> _WHAT THE EXERCISE ASKS_
Your answer must consist solely of the lines from the start of the entries below through the line with "set never grows", unchanged.

> _DATA UNDER STUDY_
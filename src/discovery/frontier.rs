//! Frontier Crawler
//!
//! Breadth-first traversal of same-origin links from the site root. Each
//! round takes up to `batch_width` queued URLs, fetches them concurrently
//! and enqueues every unseen normalized link. The visited set never grows
//! past `page_cap`.

use crate::render::PageSource;
use crate::url::{normalize_internal, normalize_parsed, resolve_link};
use futures::stream::{self, StreamExt};
use scraper::{Html, Selector};
use std::collections::{BTreeSet, HashSet, VecDeque};
use std::time::Duration;
use tracing::{debug, info};
use url::Url;

/// Crawl limits
#[derive(Debug, Clone, Copy)]
pub struct CrawlLimits {
    pub page_cap: usize,
    pub batch_width: usize,
    pub max_path_segments: usize,
    pub timeout: Duration,
}

/// Extracts normalized same-origin links from a page
///
/// Relative hrefs resolve against `page_url`; origin is checked against
/// `root`. Links that fail to normalize are dropped.
pub fn same_origin_links(html: &str, page_url: &Url, root: &Url, max_segments: usize) -> Vec<String> {
    let document = Html::parse_document(html);
    let mut links = Vec::new();

    if let Ok(selector) = Selector::parse("a[href]") {
        for element in document.select(&selector) {
            let Some(href) = element.value().attr("href") else {
                continue;
            };
            let Some(absolute) = resolve_link(href, page_url) else {
                continue;
            };
            if let Some(normalized) = normalize_internal(&absolute, root, max_segments) {
                links.push(normalized);
            }
        }
    }

    links
}

/// Breadth-first crawler over one origin
pub struct FrontierCrawler<'a> {
    source: &'a dyn PageSource,
    root: Url,
    limits: CrawlLimits,
}

impl<'a> FrontierCrawler<'a> {
    pub fn new(source: &'a dyn PageSource, root: Url, limits: CrawlLimits) -> Self {
        Self {
            source,
            root,
            limits,
        }
    }

    /// Crawls from the root and returns every visited URL, root included
    ///
    /// Pages that fail to load count as visited but contribute no links.
    pub async fn crawl(&self) -> BTreeSet<String> {
        let mut visited = BTreeSet::new();

        let seed = match normalize_parsed(&self.root, self.limits.max_path_segments) {
            Ok(seed) => seed,
            Err(e) => {
                debug!("Cannot crawl from {}: {}", self.root, e);
                return visited;
            }
        };

        let page_cap = self.limits.page_cap;
        let batch_width = self.limits.batch_width.max(1);
        let mut queued: HashSet<String> = HashSet::from([seed.clone()]);
        let mut frontier: VecDeque<String> = VecDeque::from([seed]);
        let mut rounds = 0;

        while !frontier.is_empty() && visited.len() < page_cap {
            let take = batch_width
                .min(page_cap - visited.len())
                .min(frontier.len());
            let batch: Vec<String> = frontier.drain(..take).collect();
            visited.extend(batch.iter().cloned());
            rounds += 1;

            let results: Vec<Vec<String>> = stream::iter(batch)
                .map(|url| self.links_of(url))
                .buffered(batch_width)
                .collect()
                .await;

            for link in results.into_iter().flatten() {
                if queued.insert(link.clone()) {
                    frontier.push_back(link);
                }
            }
        }

        info!(
            "Crawl visited {} pages in {} rounds ({} left in frontier)",
            visited.len(),
            rounds,
            frontier.len()
        );
        visited
    }

    async fn links_of(&self, url: String) -> Vec<String> {
        let page = match self.source.fetch(&url, self.limits.timeout).await {
            Ok(page) if page.status == 200 => page,
            Ok(page) => {
                debug!("Skipping {}: HTTP {}", url, page.status);
                return Vec::new();
            }
            Err(e) => {
                debug!("Skipping {}: {}", url, e);
                return Vec::new();
            }
        };

        let Ok(page_url) = Url::parse(&url) else {
            return Vec::new();
        };

        same_origin_links(
            &page.body,
            &page_url,
            &self.root,
            self.limits.max_path_segments,
        )
    }
}
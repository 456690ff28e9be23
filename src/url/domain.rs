use crate::UrlError;
use url::Url;

/// Extracts the lowercase host from a URL
pub fn extract_domain(url: &Url) -> Option<String> {
    url.host_str().map(|h| h.to_lowercase())
}

/// Derives the storage namespace for a website
///
/// The key is the hostname with a single leading `www.` label removed. Both
/// full URLs and bare domain strings are accepted, and the result depends on
/// nothing but the input.
///
/// # Examples
///
/// ```
/// use sitegauge::url::site_key;
///
/// assert_eq!(site_key("https://www.example.com/about").unwrap(), "example.com");
/// assert_eq!(site_key("Docs.Example.com").unwrap(), "docs.example.com");
/// ```
pub fn site_key(domain: &str) -> Result<String, UrlError> {
    let trimmed = domain.trim();
    let url = match Url::parse(trimmed) {
        Ok(url) if url.host_str().is_some() => url,
        Ok(_) | Err(url::ParseError::RelativeUrlWithoutBase) => {
            Url::parse(&format!("https://{}", trimmed))
                .map_err(|e| UrlError::Parse(e.to_string()))?
        }
        Err(e) => return Err(UrlError::Parse(e.to_string())),
    };

    let host = extract_domain(&url).ok_or(UrlError::MissingDomain)?;
    let key = host.strip_prefix("www.").unwrap_or(&host);

    if key.is_empty() {
        return Err(UrlError::MissingDomain);
    }

    Ok(key.to_string())
}
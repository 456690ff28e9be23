//! Boilerplate sampling and metadata extraction against a mock site

use crate::common::{mount_html, site_url};
use sitegauge::boilerplate::sample_boilerplate;
use sitegauge::config::{BoilerplateMode, ExtractionConfig, UserAgentConfig};
use sitegauge::extraction::{Extraction, ExtractionCoordinator};
use sitegauge::render::{HttpPageSource, RenderOptions, RenderPool};
use std::sync::Arc;
use std::time::Duration;
use url::Url;
use wiremock::MockServer;

const NAV: &str = r#"<nav class="site-nav">
    <h2>Sections</h2>
    <ul>
        <li><a href="/">Home</a></li>
        <li><a href="/page-0">First</a></li>
        <li><a href="/contact">Contact</a></li>
    </ul>
</nav>"#;

/// Page `i` of five: shared nav, content of a different shape on each page
///
/// Pages 0 and 2 link to the page after them from their content.
fn article(i: usize) -> String {
    let paragraphs = "<p>Lorem ipsum.</p>".repeat(i + 1);
    let link = if i == 0 || i == 2 {
        format!(r#"<a href="/page-{}">next</a>"#, i + 1)
    } else {
        String::new()
    };
    format!(
        r#"<html><head><title>Page {0}</title><meta name="description" content="About page {0}"></head>
<body>{1}<main><h1>Page {0}</h1><h2>Details</h2>{2}{3}</main></body></html>"#,
        i, NAV, paragraphs, link
    )
}

async fn five_page_site() -> (MockServer, Vec<String>) {
    let server = MockServer::start().await;
    let mut urls = Vec::new();
    for i in 0..5 {
        let route = format!("/page-{}", i);
        mount_html(&server, &route, article(i)).await;
        urls.push(site_url(&server, &route));
    }
    (server, urls)
}

fn pool() -> RenderPool {
    let agent = UserAgentConfig {
        crawler_name: "Sitegauge".to_string(),
        crawler_version: "0.1".to_string(),
        contact_url: None,
    };
    let source = HttpPageSource::from_config(&agent, Duration::from_secs(5))
        .expect("Failed to build client");
    RenderPool::new(
        Arc::new(source),
        3,
        RenderOptions::new(Duration::from_secs(5), Vec::new()),
    )
}

async fn extract(server: &MockServer, urls: &[String], mode: BoilerplateMode) -> Extraction {
    let root = Url::parse(&server.uri()).unwrap();
    let config = ExtractionConfig {
        boilerplate: mode,
        sample_size: 5,
        ..Default::default()
    };
    let pool = pool();

    let filter = sample_boilerplate(&pool, &root, urls, &config).await;
    ExtractionCoordinator::new(pool, filter, root, 4, 5)
        .run(urls)
        .await
}

#[tokio::test]
async fn test_repeated_nav_headings_are_excluded() {
    let (server, urls) = five_page_site().await;

    let extraction = extract(&server, &urls, BoilerplateMode::RepeatedBlocks).await;

    assert_eq!(extraction.report.extracted, 5);
    assert_eq!(extraction.report.pruned_blocks, 5);
    for record in &extraction.records {
        let headings = record.headings.expect("extracted record has headings");
        // the nav's <h2>Sections</h2> is gone, the page's own <h2> stays
        assert_eq!(headings.as_array(), [1, 1, 0, 0, 0, 0], "{}", record.url);
    }
}

#[tokio::test]
async fn test_without_pruning_nav_headings_count() {
    let (server, urls) = five_page_site().await;

    let extraction = extract(&server, &urls, BoilerplateMode::Off).await;

    assert_eq!(extraction.report.pruned_blocks, 0);
    for record in &extraction.records {
        assert_eq!(record.headings.unwrap().get(2), 2);
    }
}

#[tokio::test]
async fn test_pruned_nav_links_leave_the_link_set() {
    let (server, urls) = five_page_site().await;

    let extraction = extract(&server, &urls, BoilerplateMode::RepeatedBlocks).await;

    let first = &extraction.records[0];
    assert_eq!(first.url, site_url(&server, "/page-0"));
    assert_eq!(first.title.as_deref(), Some("Page 0"));
    assert_eq!(first.description.as_deref(), Some("About page 0"));
    assert_eq!(first.internal_links, vec![site_url(&server, "/page-1")]);

    assert_eq!(
        extraction.records[2].internal_links,
        vec![site_url(&server, "/page-3")]
    );
    assert!(extraction.records[4].internal_links.is_empty());
}

#[tokio::test]
async fn test_navigational_paths_skip_nav_anchors() {
    let (server, urls) = five_page_site().await;

    let extraction = extract(&server, &urls, BoilerplateMode::NavigationalPaths).await;

    assert_eq!(extraction.report.pruned_blocks, 0);
    // three nav anchors on each of five pages
    assert_eq!(extraction.report.skipped_nav_links, 15);
    for record in &extraction.records {
        // the nav heading is still counted in this mode
        assert_eq!(record.headings.unwrap().get(2), 2);
        assert!(!record.internal_links.contains(&site_url(&server, "/contact")));
    }
}

#[tokio::test]
async fn test_failed_page_is_absent() {
    let (server, mut urls) = five_page_site().await;
    urls.push(site_url(&server, "/missing"));

    let extraction = extract(&server, &urls, BoilerplateMode::RepeatedBlocks).await;

    assert_eq!(extraction.report.attempted, 6);
    assert_eq!(extraction.report.extracted, 5);
    assert_eq!(extraction.report.failed, 1);
    assert!(extraction
        .records
        .iter()
        .all(|record| !record.url.ends_with("/missing")));
}

#[tokio::test]
async fn test_single_page_site_is_not_pruned() {
    let server = MockServer::start().await;
    mount_html(
        &server,
        "/",
        r#"<html><head><title>Home</title></head><body><main><h1>Welcome</h1><h2>Sub</h2><a href="/about">About</a></main></body></html>"#.to_string(),
    )
    .await;
    let urls = vec![site_url(&server, "/")];

    let extraction = extract(&server, &urls, BoilerplateMode::Combined).await;

    assert_eq!(extraction.report.pruned_blocks, 0);
    assert_eq!(extraction.report.skipped_nav_links, 0);
    let record = &extraction.records[0];
    assert_eq!(record.headings.unwrap().as_array(), [1, 1, 0, 0, 0, 0]);
    assert_eq!(record.internal_links, vec![site_url(&server, "/about")]);
}
//! Bounded pool of rendering sessions

use super::{FetchError, PageSource, RenderContext, RenderOptions};
use std::sync::Arc;
use tokio::sync::{OwnedSemaphorePermit, Semaphore};
use tracing::{debug, warn};

/// Hands out at most `slots` concurrent [`RenderSession`]s
///
/// Cloning is cheap and clones share the same slots.
#[derive(Clone)]
pub struct RenderPool {
    source: Arc<dyn PageSource>,
    slots: Arc<Semaphore>,
    options: Arc<RenderOptions>,
    retries: u32,
}

impl RenderPool {
    /// Creates a pool over `source`
    ///
    /// A `slots` value of zero is raised to one.
    pub fn new(source: Arc<dyn PageSource>, slots: usize, options: RenderOptions) -> Self {
        Self {
            source,
            slots: Arc::new(Semaphore::new(slots.max(1))),
            options: Arc::new(options),
            retries: 0,
        }
    }

    /// Extra attempts after a failed render
    pub fn with_retries(mut self, retries: u32) -> Self {
        self.retries = retries;
        self
    }

    /// Number of sessions that could be acquired right now
    pub fn available(&self) -> usize {
        self.slots.available_permits()
    }

    /// Waits for a free slot and returns a session bound to it
    ///
    /// The session owns its own source context, if the source has one.
    /// Both the context and the slot are released when the session is
    /// dropped.
    pub async fn session(&self) -> Result<RenderSession, FetchError> {
        let permit = self
            .slots
            .clone()
            .acquire_owned()
            .await
            .map_err(|_| FetchError::PoolClosed)?;
        let context = self.source.open_context().await?;

        Ok(RenderSession {
            source: Arc::clone(&self.source),
            context,
            options: Arc::clone(&self.options),
            _permit: permit,
        })
    }

    /// Renders `url` in a fresh session, retrying up to the configured count
    ///
    /// Each attempt acquires its own session, so a failing page never holds
    /// a slot while it waits for the next attempt.
    pub async fn render(&self, url: &str) -> Result<String, FetchError> {
        let mut attempt = 0;
        loop {
            let result = {
                let session = self.session().await?;
                session.render(url).await
            };

            match result {
                Ok(html) => return Ok(html),
                Err(FetchError::PoolClosed) => return Err(FetchError::PoolClosed),
                Err(e) if attempt < self.retries => {
                    attempt += 1;
                    debug!("Render of {} failed ({}), attempt {}", url, e, attempt + 1);
                }
                Err(e) => {
                    warn!("Render of {} failed: {}", url, e);
                    return Err(e);
                }
            }
        }
    }
}

/// An isolated rendering context holding one pool slot
pub struct RenderSession {
    source: Arc<dyn PageSource>,
    context: Option<Box<dyn RenderContext>>,
    options: Arc<RenderOptions>,
    _permit: OwnedSemaphorePermit,
}

impl RenderSession {
    /// Renders a page, bounded by the pool's timeout
    pub async fn render(&self, url: &str) -> Result<String, FetchError> {
        let render = async {
            match &self.context {
                Some(context) => context.render(url, &self.options).await,
                None => self.source.render(url, &self.options).await,
            }
        };

        tokio::time::timeout(self.options.timeout, render)
            .await
            .map_err(|_| FetchError::timeout(url, self.options.timeout))?
    }
}
//! Extraction Coordinator
//!
//! Renders and extracts every target URL under a bounded number of
//! concurrent tasks. A page that fails is logged and left out; the run
//! carries on with the rest.

use super::metadata::extract_metadata;
use crate::boilerplate::BoilerplateFilter;
use crate::render::{FetchError, RenderPool};
use crate::state::{UrlRecord, UrlStatus};
use std::sync::Arc;
use tokio::sync::Semaphore;
use tokio::task::JoinSet;
use tracing::{debug, info, warn};
use url::Url;

/// Counts describing one extraction pass
#[derive(Debug, Clone, Copy, Default, PartialEq, Eq)]
pub struct ExtractionReport {
    pub attempted: usize,
    pub extracted: usize,
    pub failed: usize,
    /// Boilerplate blocks pruned over all pages
    pub pruned_blocks: usize,
    /// Navigational anchors left out of link sets over all pages
    pub skipped_nav_links: usize,
}

/// Records produced by one pass, sorted by URL, plus its report
#[derive(Debug, Clone, Default)]
pub struct Extraction {
    pub records: Vec<UrlRecord>,
    pub report: ExtractionReport,
}

/// Runs the Metadata Extractor over many URLs
pub struct ExtractionCoordinator {
    pool: RenderPool,
    filter: Arc<BoilerplateFilter>,
    root: Url,
    concurrency: usize,
    max_segments: usize,
}

impl ExtractionCoordinator {
    pub fn new(
        pool: RenderPool,
        filter: BoilerplateFilter,
        root: Url,
        concurrency: usize,
        max_segments: usize,
    ) -> Self {
        Self {
            pool,
            filter: Arc::new(filter),
            root,
            concurrency: concurrency.max(1),
            max_segments,
        }
    }

    /// Extracts every URL in `targets`
    ///
    /// Each URL yields at most one record. Duplicate targets are extracted
    /// once.
    pub async fn run(&self, targets: &[String]) -> Extraction {
        let mut urls: Vec<String> = targets.to_vec();
        urls.sort();
        urls.dedup();

        let limit = Arc::new(Semaphore::new(self.concurrency));
        let mut tasks = JoinSet::new();

        for url in urls.iter().cloned() {
            let limit = Arc::clone(&limit);
            let pool = self.pool.clone();
            let filter = Arc::clone(&self.filter);
            let root = self.root.clone();
            let max_segments = self.max_segments;

            tasks.spawn(async move {
                let _permit = limit.acquire_owned().await.map_err(|_| FetchError::PoolClosed)?;
                let page_url = Url::parse(&url).map_err(|e| FetchError::Network {
                    url: url.clone(),
                    message: e.to_string(),
                })?;

                let html = pool.render(&url).await?;
                let metadata = extract_metadata(&html, &page_url, &root, &filter, max_segments);
                debug!(
                    "Extracted {}: {} internal links, {} headings",
                    url,
                    metadata.internal_links.len(),
                    metadata.headings.total()
                );
                Ok::<_, FetchError>((url, metadata))
            });
        }

        let mut extraction = Extraction {
            records: Vec::with_capacity(urls.len()),
            report: ExtractionReport {
                attempted: urls.len(),
                ..Default::default()
            },
        };

        while let Some(joined) = tasks.join_next().await {
            match joined {
                Ok(Ok((url, metadata))) => {
                    extraction.report.pruned_blocks += metadata.pruned_blocks;
                    extraction.report.skipped_nav_links += metadata.skipped_nav_links;
                    extraction
                        .records
                        .push(metadata.into_record(url, UrlStatus::Indexed));
                }
                Ok(Err(e)) => {
                    warn!("Skipping page: {}", e);
                    extraction.report.failed += 1;
                }
                Err(e) => {
                    warn!("Extraction task failed: {}", e);
                    extraction.report.failed += 1;
                }
            }
        }

        extraction.records.sort_by(|a, b| a.url.cmp(&b.url));
        extraction.report.extracted = extraction.records.len();

        info!(
            "Extracted {}/{} pages ({} failed, {} boilerplate blocks pruned)",
            extraction.report.extracted,
            extraction.report.attempted,
            extraction.report.failed,
            extraction.report.pruned_blocks
        );
        extraction
    }
}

> _EXERCISE OUTPUT_
filename src/discovery/frontier.rs
//! Frontier Crawler
//!
//! Breadth-first traversal of same-origin links from the site root. Each
//! round takes up to `batch_width` queued URLs, fetches them concurrently
//! and enqueues every unseen normalized link. The visited set never grows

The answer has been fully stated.